» Exercise prompt
Take every line from the listing below that includes "LIKE" and copy it.
Segment Start: Data for this exercise
//! Concrete repository implementations.
//!
//! Repositories hold the pool for plain reads; every method that must
//! participate in a caller-scoped transaction takes a
//! `&mut SqliteConnection` instead, threaded down from the coordinator.

pub mod access;
pub mod document;
pub mod folder;
pub mod version;

pub use access::AccessRepository;
pub use document::DocumentRepository;
pub use folder::FolderRepository;
pub use version::VersionRepository;

/// Build the LIKE pattern matching every descendant path of `path`.
///
/// Paths come from user-chosen names, so LIKE metacharacters must be
/// escaped. All queries using the result must specify `ESCAPE '\'`.
pub(crate) fn descendant_pattern(path: &str) -> String {
    let mut escaped = String::with_capacity(path.len() + 2);
    for ch in path.chars() {
        if matches!(ch, '\\' | '%' | '_') {
            escaped.push('\\');
        }
        escaped.push(ch);
    }
    escaped.push_str("/%");
    escaped
}

/// Whether a sqlx error is a unique-constraint violation.
pub(crate) fn is_unique_violation(err: &sqlx::Error) -> bool {
    matches!(err, sqlx::Error::Database(db) if db.is_unique_violation())
}

#[cfg(test)]
mod tests {
    use super::*;

    #[test]
    fn test_descendant_pattern_plain() {
        assert_eq!(descendant_pattern("/A/B"), "/A/B/%");
    }

    #[test]
    fn test_descendant_pattern_escapes_metacharacters() {
        assert_eq!(descendant_pattern("/100%"), "/100\\%/%");
        assert_eq!(descendant_pattern("/a_b"), "/a\\_b/%");
        assert_eq!(descendant_pattern("/a\\b"), "/a\\\\b/%");
    }
}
Segment End: Data for this exercise
» Task answer
/// Build the LIKE pattern matching every descendant path of `path`.
/// Paths come from user-chosen names, so LIKE metacharacters must be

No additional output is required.